The transcription factor-encoding gene RDD1 increases the uptake of nutrient ions, photosynthetic activity under ambient and high CO(2) conditions, and grain productivity, and microRNA166 (miR166) regulates its transcript levels. This study found that CRISPR/Cas9 genome editing of rice plants to inhibit miR166–RDD1 transcript pairing (R1-Cas plants) increased RDD1 transcript levels, NH(4)(+) and PO(4)(3−) uptake, and photosynthetic activity under high CO(2) conditions in rice. However, the panicle weight of the R1-Cas plants decreased compared with the wild-type (WT) plants.
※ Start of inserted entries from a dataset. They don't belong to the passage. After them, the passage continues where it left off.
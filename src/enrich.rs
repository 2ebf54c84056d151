/**
 * MIT License
 *
 * podscan - Copyright (c) 2025 podscan developers
 *
 * Permission is hereby granted, free of charge, to any person obtaining a copy
 * of this software and associated documentation files (the "Software"), to deal
 * in the Software without restriction, including without limitation the rights
 * to use, copy, modify, merge, publish, distribute, sublicense, and/or sell
 * copies of the Software, and to permit persons to whom the Software is
 * furnished to do so, subject to the following conditions:
 *
 * The above copyright notice and this permission notice shall be included in all
 * copies or substantial portions of the Software.
 *
 * THE SOFTWARE IS PROVIDED "AS IS", WITHOUT WARRANTY OF ANY KIND, EXPRESS OR
 * IMPLIED, INCLUDING BUT NOT LIMITED TO THE WARRANTIES OF MERCHANTABILITY,
 * FITNESS FOR A PARTICULAR PURPOSE AND NONINFRINGEMENT. IN NO EVENT SHALL THE
 * AUTHORS OR COPYRIGHT HOLDERS BE LIABLE FOR ANY CLAIM, DAMAGES OR OTHER
 * LIABILITY, WHETHER IN AN ACTION OF CONTRACT, TORT OR OTHERWISE, ARISING FROM,
 * OUT OF OR IN CONNECTION WITH THE SOFTWARE OR THE USE OR OTHER DEALINGS IN THE
 * SOFTWARE.
 */
use lazy_static::lazy_static;
use log::{error, warn};
use reqwest::blocking::{Client, Response};
use reqwest::header::RETRY_AFTER;
use serde::{Deserialize, Serialize};
use serde_json::{json, Value};
use std::sync::Mutex;
use std::thread;
use std::time::{Duration, Instant};
use thiserror::Error;

use crate::config::Settings;
use crate::error::clip_error_message;
use crate::retry::{backoff_delay, is_retryable_status, parse_retry_after_seconds};

const ENRICHMENT_PROMPT: &str = r#"Analyze this podcast transcript segment where the keyword "{keyword}" was mentioned.

Transcript segment:
---
{segment}
---

Respond with ONLY valid JSON (no markdown, no explanation):
{
  "sentiment": "positive" | "negative" | "neutral" | "mixed",
  "sentiment_score": 0.0 to 1.0 (0=very negative, 1=very positive),
  "context_summary": "1-2 sentence summary of how the keyword is discussed",
  "topics": ["topic1", "topic2"],
  "is_buying_signal": true/false (speaker expresses intent to purchase/adopt),
  "is_pain_point": true/false (speaker describes a problem or frustration),
  "is_recommendation": true/false (speaker recommends or endorses)
}"#;

lazy_static! {
    // Process-wide deadline enforcing a minimum interval between LLM calls.
    // Callers sleep while holding the lock, deterministically serializing.
    static ref NEXT_ALLOWED: Mutex<Option<Instant>> = Mutex::new(None);
}

#[derive(Debug, Error)]
pub enum EnrichError {
    #[error("openrouter api key is not configured")]
    MissingApiKey,
    #[error("llm model '{0}' not found on the ollama server; pull it first (e.g. `ollama pull {0}`)")]
    ModelNotFound(String),
    #[error("llm request failed with status {status}: {body}")]
    Http { status: u16, body: String },
    #[error("llm request failed: {0}")]
    Transport(#[from] reqwest::Error),
    #[error("llm response was not the expected shape: {0}")]
    InvalidResponse(String),
}

/// The structured record the LLM produces for one mention. This is also what
/// gets persisted as the raw response payload after validation.
#[derive(Clone, Debug, PartialEq, Serialize, Deserialize)]
pub struct Enrichment {
    pub sentiment: String,
    pub sentiment_score: f64,
    pub context_summary: String,
    pub topics: Vec<String>,
    pub is_buying_signal: bool,
    pub is_pain_point: bool,
    pub is_recommendation: bool,
}

impl Enrichment {
    /// Sentinel record used when enrichment cannot be obtained and the caller
    /// did not ask for strict behavior.
    pub fn unavailable() -> Self {
        Self {
            sentiment: "neutral".to_string(),
            sentiment_score: 0.5,
            context_summary: "Enrichment unavailable".to_string(),
            topics: Vec::new(),
            is_buying_signal: false,
            is_pain_point: false,
            is_recommendation: false,
        }
    }
}

/// Calls the configured LLM provider to analyze one transcript segment.
/// With `strict` the error propagates so a retry payload can resume at the
/// failed match; otherwise the sentinel record comes back.
pub fn enrich_mention(
    settings: &Settings,
    keyword: &str,
    segment: &str,
    strict: bool,
) -> Result<Enrichment, EnrichError> {
    let prompt = build_prompt(keyword, segment);

    let outcome = call_llm(settings, &prompt).and_then(|content| {
        let parsed: Value = serde_json::from_str(&content)
            .map_err(|err| EnrichError::InvalidResponse(err.to_string()))?;
        Ok(validate_enrichment(&parsed))
    });

    match outcome {
        Ok(enrichment) => Ok(enrichment),
        Err(err) => {
            error!(
                "enrichment failed for provider '{}': {err}",
                settings.llm_provider
            );
            if strict {
                Err(err)
            } else {
                Ok(Enrichment::unavailable())
            }
        }
    }
}

pub fn build_prompt(keyword: &str, segment: &str) -> String {
    ENRICHMENT_PROMPT
        .replace("{keyword}", keyword)
        .replace("{segment}", segment)
}

fn call_llm(settings: &Settings, prompt: &str) -> Result<String, EnrichError> {
    let client = Client::builder()
        .timeout(Duration::from_secs(settings.llm_enrich_timeout_seconds))
        .build()?;

    if settings.llm_provider == "openrouter" {
        if settings.openrouter_api_key.is_empty() {
            return Err(EnrichError::MissingApiKey);
        }

        let mut headers = vec![(
            "Authorization".to_string(),
            format!("Bearer {}", settings.openrouter_api_key),
        )];
        if !settings.openrouter_site_url.is_empty() {
            headers.push(("HTTP-Referer".to_string(), settings.openrouter_site_url.clone()));
        }
        if !settings.openrouter_app_name.is_empty() {
            headers.push(("X-Title".to_string(), settings.openrouter_app_name.clone()));
        }

        let body = json!({
            "model": settings.openrouter_model,
            "messages": [{"role": "user", "content": prompt}],
            "response_format": {"type": "json_object"},
        });
        let response = post_with_backoff(
            &client,
            settings,
            &openrouter_endpoint(&settings.openrouter_base_url),
            &headers,
            &body,
        )?;
        if !response.status().is_success() {
            return Err(http_error(response));
        }
        let result: Value = response
            .json()
            .map_err(|err| EnrichError::InvalidResponse(err.to_string()))?;
        return result
            .pointer("/choices/0/message/content")
            .and_then(Value::as_str)
            .map(str::to_string)
            .ok_or_else(|| EnrichError::InvalidResponse("missing choices content".to_string()));
    }

    let base = settings.ollama_base_url.trim_end_matches('/');
    let chat_body = json!({
        "model": settings.ollama_model,
        "messages": [{"role": "user", "content": prompt}],
        "stream": false,
        "format": "json",
    });
    let chat_response = post_with_backoff(&client, settings, &format!("{base}/api/chat"), &[], &chat_body)?;

    if chat_response.status().as_u16() == 404 {
        let body = chat_response.text().unwrap_or_default();
        check_ollama_model_error(&body, &settings.ollama_model)?;
        warn!("ollama /api/chat returned 404, trying /api/generate fallback");

        let generate_body = json!({
            "model": settings.ollama_model,
            "prompt": prompt,
            "stream": false,
            "format": "json",
        });
        let generate_response = post_with_backoff(
            &client,
            settings,
            &format!("{base}/api/generate"),
            &[],
            &generate_body,
        )?;
        if generate_response.status().as_u16() == 404 {
            let body = generate_response.text().unwrap_or_default();
            check_ollama_model_error(&body, &settings.ollama_model)?;
            return Err(EnrichError::Http {
                status: 404,
                body: clip_error_message(&body),
            });
        }
        if !generate_response.status().is_success() {
            return Err(http_error(generate_response));
        }
        let result: Value = generate_response
            .json()
            .map_err(|err| EnrichError::InvalidResponse(err.to_string()))?;
        return result
            .get("response")
            .and_then(Value::as_str)
            .map(str::to_string)
            .ok_or_else(|| EnrichError::InvalidResponse("missing generate response".to_string()));
    }

    if !chat_response.status().is_success() {
        return Err(http_error(chat_response));
    }
    let result: Value = chat_response
        .json()
        .map_err(|err| EnrichError::InvalidResponse(err.to_string()))?;
    result
        .pointer("/message/content")
        .and_then(Value::as_str)
        .map(str::to_string)
        .ok_or_else(|| EnrichError::InvalidResponse("missing chat message content".to_string()))
}

/// Both `…/api/v1` and `…/v1` base forms reach `…/chat/completions`.
pub fn openrouter_endpoint(base_url: &str) -> String {
    let base = base_url.trim_end_matches('/');
    if base.ends_with("/api/v1") || base.ends_with("/v1") {
        format!("{base}/chat/completions")
    } else {
        format!("{base}/api/v1/chat/completions")
    }
}

/// POSTs the JSON body, retrying {408, 425, 429, 500, 502, 503, 504} and
/// transport errors with exponential backoff. 429 Retry-After wins over the
/// computed delay, clamped to the configured max. Non-retryable responses
/// come back as-is for the caller to interpret.
fn post_with_backoff(
    client: &Client,
    settings: &Settings,
    url: &str,
    headers: &[(String, String)],
    body: &Value,
) -> Result<Response, EnrichError> {
    let max_attempts = settings.llm_enrich_max_retries.saturating_add(1).max(1);
    let base = settings.llm_enrich_retry_base_seconds;
    let max_delay = settings.llm_enrich_retry_max_seconds.max(1.0);

    for attempt in 0..max_attempts {
        apply_rate_limit(settings.llm_enrich_min_interval_seconds);

        let mut request = client.post(url).json(body);
        for (name, value) in headers {
            request = request.header(name.as_str(), value.as_str());
        }

        let response = match request.send() {
            Ok(response) => response,
            Err(err) => {
                if attempt + 1 == max_attempts {
                    return Err(err.into());
                }
                let delay = backoff_delay(base, attempt, max_delay);
                warn!(
                    "llm request failed ({url}); retrying in {:.2}s ({}/{max_attempts}): {err}",
                    delay.as_secs_f64(),
                    attempt + 1
                );
                thread::sleep(delay);
                continue;
            }
        };

        let status = response.status().as_u16();
        if is_retryable_status(status) {
            if attempt + 1 == max_attempts {
                return Err(http_error(response));
            }
            let retry_after = response
                .headers()
                .get(RETRY_AFTER)
                .and_then(|v| v.to_str().ok())
                .and_then(parse_retry_after_seconds);
            let delay = match retry_after {
                Some(seconds) if status == 429 => {
                    Duration::from_secs_f64((seconds as f64).min(max_delay))
                }
                _ => backoff_delay(base, attempt, max_delay),
            };
            warn!(
                "llm request got retryable status {status} ({url}); retrying in {:.2}s ({}/{max_attempts})",
                delay.as_secs_f64(),
                attempt + 1
            );
            thread::sleep(delay);
            continue;
        }

        return Ok(response);
    }

    unreachable!("retry loop exhausted without returning")
}

/// After each issued call the next permitted time advances by the minimum
/// interval; concurrent callers queue up on the lock.
fn apply_rate_limit(min_interval_seconds: f64) {
    if min_interval_seconds <= 0.0 {
        return;
    }
    let mut deadline = NEXT_ALLOWED.lock().expect("rate limit lock poisoned");
    if let Some(next_allowed) = *deadline {
        let now = Instant::now();
        if next_allowed > now {
            thread::sleep(next_allowed - now);
        }
    }
    *deadline = Some(Instant::now() + Duration::from_secs_f64(min_interval_seconds));
}

fn http_error(response: Response) -> EnrichError {
    let status = response.status().as_u16();
    let body = response.text().unwrap_or_default();
    EnrichError::Http {
        status,
        body: clip_error_message(&body),
    }
}

fn check_ollama_model_error(body: &str, model: &str) -> Result<(), EnrichError> {
    let Ok(payload) = serde_json::from_str::<Value>(body) else {
        return Ok(());
    };
    let error_text = payload
        .get("error")
        .map(|v| match v {
            Value::String(s) => s.clone(),
            other => other.to_string(),
        })
        .unwrap_or_default()
        .to_lowercase();
    if error_text.contains("model") && error_text.contains("not found") {
        return Err(EnrichError::ModelNotFound(model.to_string()));
    }
    Ok(())
}

/// Field-by-field validation of the untrusted LLM payload: coerce types and
/// fill anything missing with the sentinel defaults.
pub fn validate_enrichment(data: &Value) -> Enrichment {
    Enrichment {
        sentiment: data
            .get("sentiment")
            .map(json_to_string)
            .unwrap_or_else(|| "neutral".to_string()),
        sentiment_score: data
            .get("sentiment_score")
            .and_then(json_to_f64)
            .unwrap_or(0.5),
        context_summary: data
            .get("context_summary")
            .map(json_to_string)
            .unwrap_or_default(),
        topics: data
            .get("topics")
            .and_then(Value::as_array)
            .map(|items| items.iter().map(json_to_string).collect())
            .unwrap_or_default(),
        is_buying_signal: data.get("is_buying_signal").map(json_truthy).unwrap_or(false),
        is_pain_point: data.get("is_pain_point").map(json_truthy).unwrap_or(false),
        is_recommendation: data
            .get("is_recommendation")
            .map(json_truthy)
            .unwrap_or(false),
    }
}

fn json_to_string(value: &Value) -> String {
    match value {
        Value::String(s) => s.clone(),
        other => other.to_string(),
    }
}

fn json_to_f64(value: &Value) -> Option<f64> {
    match value {
        Value::Number(n) => n.as_f64(),
        Value::String(s) => s.trim().parse().ok(),
        _ => None,
    }
}

fn json_truthy(value: &Value) -> bool {
    match value {
        Value::Null => false,
        Value::Bool(b) => *b,
        Value::Number(n) => n.as_f64().map_or(false, |f| f != 0.0),
        Value::String(s) => !s.is_empty(),
        Value::Array(items) => !items.is_empty(),
        Value::Object(map) => !map.is_empty(),
    }
}
/**
 * MIT License
 *
 * podscan - Copyright (c) 2025 podscan developers
 *
 * Permission is hereby granted, free of charge, to any person obtaining a copy
 * of this software and associated documentation files (the "Software"), to deal
 * in the Software without restriction, including without limitation the rights
 * to use, copy, modify, merge, publish, distribute, sublicense, and/or sell
 * copies of the Software, and to permit persons to whom the Software is
 * furnished to do so, subject to the following conditions:
 *
 * The above copyright notice and this permission notice shall be included in all
 * copies or substantial portions of the Software.
 *
 * THE SOFTWARE IS PROVIDED "AS IS", WITHOUT WARRANTY OF ANY KIND, EXPRESS OR
 * IMPLIED, INCLUDING BUT NOT LIMITED TO THE WARRANTIES OF MERCHANTABILITY,
 * FITNESS FOR A PARTICULAR PURPOSE AND NONINFRINGEMENT. IN NO EVENT SHALL THE
 * AUTHORS OR COPYRIGHT HOLDERS BE LIABLE FOR ANY CLAIM, DAMAGES OR OTHER
 * LIABILITY, WHETHER IN AN ACTION OF CONTRACT, TORT OR OTHERWISE, ARISING FROM,
 * OUT OF OR IN CONNECTION WITH THE SOFTWARE OR THE USE OR OTHER DEALINGS IN THE
 * SOFTWARE.
 */
use anyhow::{Context, Result};
use clap::Parser;
use log::info;
use std::fs;
use std::path::PathBuf;
use std::sync::{mpsc, Arc};
use std::time::Duration;

use podscanlib::api;
use podscanlib::config::Settings;
use podscanlib::db::Database;
use podscanlib::queue::{start_beat, JobQueue, QueueConfig};
use podscanlib::tasks::Runner;
use podscanlib::VERSION;

#[derive(Parser, Debug)]
#[clap(name = "podscan", author, version, about, long_about = None)]
struct Args {
    /// Config file to use instead of ./podscan.toml
    #[arg(short, long)]
    config: Option<PathBuf>,
    /// Listen address for the HTTP API, overriding the config
    #[arg(long)]
    api_addr: Option<String>,
    /// Comma-separated queue subset this process consumes, overriding the
    /// config. Defaults to all queues.
    #[arg(long, value_delimiter = ',')]
    queues: Option<Vec<String>>,
    /// Run the workers without the HTTP API
    #[arg(long)]
    no_api: bool,
}

fn main() -> Result<()> {
    lovely_env_logger::init_default();
    let args = Args::parse();

    let mut settings = Settings::load(args.config.as_deref())?;
    if let Some(api_addr) = args.api_addr {
        settings.api_addr = api_addr;
    }
    if let Some(queues) = args.queues {
        settings.worker_queues = queues;
    }

    fs::create_dir_all(&settings.audio_dir).context("failed to create audio dir")?;
    // opening once up front runs the schema migration before any worker does
    Database::connect(&settings.database_path).context("failed to open database")?;

    let runner = Arc::new(Runner::new(settings.clone()));
    let queue = JobQueue::start(runner, &QueueConfig::from_settings(&settings));
    let _beat = start_beat(
        queue.handle(),
        Duration::from_secs(settings.poll_interval_secs),
    );
    if !args.no_api {
        api::run_api_service(&settings, queue.handle())?;
        info!("podscan {VERSION} listening on {}", settings.api_addr);
    } else {
        info!("podscan {VERSION} running workers only");
    }
    info!("consuming queues: {}", settings.worker_queues.join(", "));

    let (tx, rx) = mpsc::channel();
    ctrlc::set_handler(move || {
        let _ = tx.send(());
    })
    .context("failed to install signal handler")?;
    rx.recv().ok();

    info!("shutting down");
    queue.shutdown();
    Ok(())
}
/// Re-runs detection and enrichment only; needs a persisted transcript.
#[allow(clippy::unused_async)]
async fn retry_episode_enrichment(
    State(state): State<Arc<AppState>>,
    Path(episode_id): Path<Uuid>,
) -> ApiResult<(StatusCode, Json<AcceptedResponse>)> {
    let db = open_db(&state)?;
    let episode = db
        .episode_by_id(episode_id)
        .map_err(internal)?
        .ok_or_else(|| failure(StatusCode::NOT_FOUND, "Episode not found"))?;
    if episode.transcript_text.is_none() {
        return Err(failure(
            StatusCode::CONFLICT,
            "Cannot retry enrichment without transcript",
        ));
    }

    db.reset_episode(episode_id, EpisodeStatus::Analyzing)
        .map_err(internal)?;
    enqueue(
        &state,
        Task::DetectEpisodeKeywords(DetectPayload {
            episode_id,
            transcription_done: true,
        }),
    );

    Ok((
        StatusCode::ACCEPTED,
        Json(AcceptedResponse {
            status: "retrying_enrichment",
            episode_id,
        }),
    ))
}

// ---- keywords ----

#[allow(clippy::unused_async)]
async fn list_keywords(State(state): State<Arc<AppState>>) -> ApiResult<Json<Vec<KeywordResponse>>> {
    let db = open_db(&state)?;
    let keywords = db.all_keywords().map_err(internal)?;
    Ok(Json(keywords.into_iter().map(Into::into).collect()))
}

#[allow(clippy::unused_async)]
async fn create_keyword(
    State(state): State<Arc<AppState>>,
    Json(payload): Json<KeywordCreate>,
) -> ApiResult<(StatusCode, Json<KeywordResponse>)> {
    let phrase = payload.phrase.trim();
    if phrase.is_empty() {
        return Err(failure(StatusCode::UNPROCESSABLE_ENTITY, "phrase must not be empty"));
    }
    let Ok(match_type) = MatchType::from_str(&payload.match_type) else {
        return Err(failure(
            StatusCode::UNPROCESSABLE_ENTITY,
            "match_type must be contains, exact_word, or regex",
        ));
    };

    let db = open_db(&state)?;
    if db.keyword_by_phrase(phrase).map_err(internal)?.is_some() {
        return Err(failure(StatusCode::CONFLICT, "Keyword already exists"));
    }

    let keyword = db.insert_keyword(phrase, match_type).map_err(internal)?;
    Ok((StatusCode::CREATED, Json(keyword.into())))
}

#[allow(clippy::unused_async)]
async fn delete_keyword(
    State(state): State<Arc<AppState>>,
    Path(keyword_id): Path<Uuid>,
) -> ApiResult<StatusCode> {
    let db = open_db(&state)?;
    if db.delete_keyword(keyword_id).map_err(internal)? {
        Ok(StatusCode::NO_CONTENT)
    } else {
        Err(failure(StatusCode::NOT_FOUND, "Keyword not found"))
    }
}
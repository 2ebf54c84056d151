/**
 * MIT License
 *
 * podscan - Copyright (c) 2025 podscan developers
 *
 * Permission is hereby granted, free of charge, to any person obtaining a copy
 * of this software and associated documentation files (the "Software"), to deal
 * in the Software without restriction, including without limitation the rights
 * to use, copy, modify, merge, publish, distribute, sublicense, and/or sell
 * copies of the Software, and to permit persons to whom the Software is
 * furnished to do so, subject to the following conditions:
 *
 * The above copyright notice and this permission notice shall be included in all
 * copies or substantial portions of the Software.
 *
 * THE SOFTWARE IS PROVIDED "AS IS", WITHOUT WARRANTY OF ANY KIND, EXPRESS OR
 * IMPLIED, INCLUDING BUT NOT LIMITED TO THE WARRANTIES OF MERCHANTABILITY,
 * FITNESS FOR A PARTICULAR PURPOSE AND NONINFRINGEMENT. IN NO EVENT SHALL THE
 * AUTHORS OR COPYRIGHT HOLDERS BE LIABLE FOR ANY CLAIM, DAMAGES OR OTHER
 * LIABILITY, WHETHER IN AN ACTION OF CONTRACT, TORT OR OTHERWISE, ARISING FROM,
 * OUT OF OR IN CONNECTION WITH THE SOFTWARE OR THE USE OR OTHER DEALINGS IN THE
 * SOFTWARE.
 */
use chrono::{DateTime, Utc};
use rfc822_sanitizer::parse_from_rfc2822_with_fallback;
use rss::{Channel, Item};
use std::io::Read;
use std::time::Duration;
use thiserror::Error;

#[derive(Debug, Error)]
pub enum FeedParseError {
    #[error("failed to fetch feed {url}: {source}")]
    Fetch {
        url: String,
        #[source]
        source: Box<ureq::Error>,
    },
    #[error("failed to read feed body: {0}")]
    Read(#[from] std::io::Error),
    #[error("failed to parse feed: {0}")]
    Parse(#[from] rss::Error),
}

#[derive(Clone, Debug, Default, Eq, PartialEq)]
pub struct FeedMeta {
    pub title: Option<String>,
    pub image_url: Option<String>,
}

/// One feed entry as the poller sees it, before any database state exists.
/// Entries with an empty GUID are still emitted; the poller rejects them.
#[derive(Clone, Debug, Eq, PartialEq)]
pub struct CandidateEpisode {
    pub guid: String,
    pub title: Option<String>,
    pub audio_url: Option<String>,
    pub published_at: Option<DateTime<Utc>>,
}

#[derive(Clone, Debug, Eq, PartialEq)]
pub struct ParsedFeed {
    pub meta: FeedMeta,
    pub episodes: Vec<CandidateEpisode>,
}

/// Given a URL, this pulls the data about a podcast and its episodes from an
/// RSS feed. There are existing specifications for podcast RSS feeds that a
/// feed should adhere to, but this does try to make some attempt to account
/// for feeds that are not valid according to them.
pub fn fetch_feed(url: &str) -> Result<ParsedFeed, FeedParseError> {
    let agent = ureq::builder()
        .timeout_connect(Duration::from_secs(5))
        .timeout_read(Duration::from_secs(20))
        .build();

    let response = agent.get(url).call().map_err(|err| FeedParseError::Fetch {
        url: url.to_string(),
        source: Box::new(err),
    })?;

    let mut body = Vec::new();
    response.into_reader().read_to_end(&mut body)?;

    let channel = Channel::read_from(&body[..])?;
    Ok(parse_channel(&channel))
}

pub fn parse_channel(channel: &Channel) -> ParsedFeed {
    let title = Some(channel.title().to_string()).filter(|t| !t.is_empty());
    let image_url = channel
        .image()
        .map(|img| img.url().to_string())
        .or_else(|| {
            channel
                .itunes_ext()
                .and_then(|itunes| itunes.image().map(str::to_string))
        })
        .filter(|u| !u.is_empty());

    let episodes = channel.items().iter().map(parse_item).collect();

    ParsedFeed {
        meta: FeedMeta { title, image_url },
        episodes,
    }
}

/// GUID fallback order: item guid, then item link, then empty string.
/// Audio URL: the enclosure, when its media type has an `audio/` prefix.
fn parse_item(item: &Item) -> CandidateEpisode {
    let guid = item
        .guid()
        .map(|guid| guid.value().to_string())
        .or_else(|| item.link().map(str::to_string))
        .unwrap_or_default();

    let title = item.title().map(str::to_string).filter(|t| !t.is_empty());

    let audio_url = item
        .enclosure()
        .filter(|enc| enc.mime_type().starts_with("audio/"))
        .map(|enc| enc.url().to_string());

    let published_at = item.pub_date().and_then(|raw| {
        parse_from_rfc2822_with_fallback(raw)
            .map(|date| date.with_timezone(&Utc))
            .ok()
    });

    CandidateEpisode {
        guid,
        title,
        audio_url,
        published_at,
    }
}

#[cfg(test)]
mod tests {
    use super::*;
    use chrono::TimeZone;
    use pretty_assertions::assert_eq;

    fn channel_from(xml: &str) -> Channel {
        Channel::read_from(xml.as_bytes()).unwrap()
    }

    const FEED_XML: &str = r#"<?xml version="1.0" encoding="UTF-8"?>
<rss version="2.0">
  <channel>
    <title>Signals Weekly</title>
    <image><url>https://cdn.example.com/cover.png</url><title>x</title><link>https://example.com</link></image>
    <item>
      <title>Episode One</title>
      <guid>ep-001</guid>
      <pubDate>Mon, 06 Jan 2025 10:30:00 GMT</pubDate>
      <enclosure url="https://cdn.example.com/ep-001.mp3" length="123" type="audio/mpeg"/>
    </item>
    <item>
      <title>Episode Two</title>
      <link>https://example.com/ep-002</link>
      <enclosure url="https://cdn.example.com/ep-002.mp3" length="456" type="audio/mpeg"/>
    </item>
    <item>
      <title>Video Special</title>
      <guid>ep-003</guid>
      <enclosure url="https://cdn.example.com/ep-003.mp4" length="789" type="video/mp4"/>
    </item>
    <item>
      <title>No Media</title>
    </item>
  </channel>
</rss>"#;

    #[test]
    fn parses_feed_meta() {
        let parsed = parse_channel(&channel_from(FEED_XML));
        assert_eq!(parsed.meta.title.as_deref(), Some("Signals Weekly"));
        assert_eq!(
            parsed.meta.image_url.as_deref(),
            Some("https://cdn.example.com/cover.png")
        );
    }

    #[test]
    fn guid_falls_back_to_link_then_empty() {
        let parsed = parse_channel(&channel_from(FEED_XML));
        assert_eq!(parsed.episodes[0].guid, "ep-001");
        assert_eq!(parsed.episodes[1].guid, "https://example.com/ep-002");
        assert_eq!(parsed.episodes[3].guid, "");
    }

    #[test]
    fn audio_url_requires_audio_media_type() {
        let parsed = parse_channel(&channel_from(FEED_XML));
        assert_eq!(
            parsed.episodes[0].audio_url.as_deref(),
            Some("https://cdn.example.com/ep-001.mp3")
        );
        // video enclosure is not usable audio
        assert_eq!(parsed.episodes[2].audio_url, None);
        assert_eq!(parsed.episodes[3].audio_url, None);
    }

    #[test]
    fn pub_date_is_parsed_into_utc() {
        let parsed = parse_channel(&channel_from(FEED_XML));
        let expected = Utc.with_ymd_and_hms(2025, 1, 6, 10, 30, 0).unwrap();
        assert_eq!(parsed.episodes[0].published_at, Some(expected));
        assert_eq!(parsed.episodes[1].published_at, None);
    }

    #[test]
    fn malformed_document_is_a_parse_error() {
        let err = Channel::read_from(&b"this is not xml at all"[..]);
        assert!(err.is_err());
    }
}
Adversely, changes in environmental conditions, such as high CO(2) or high temperatures, showed insignificant differences in the panicle weight between the WT and R1-Cas plants despite a largely increased panicle weight observed in the transgenic RDD1-overexpressing plants. Moreover, both the R1-Cas and transgenic RDD1-overexpressing plants that were matured in a growth chamber demonstrated an improved grain appearance quality or a decrease in the number of chalky grains compared with the WT plants. These results suggest that the in-frame mutagenesis of RDD1 to suppress miR166–RDD1 transcript pairing contributes to the improved grain appearance of rice.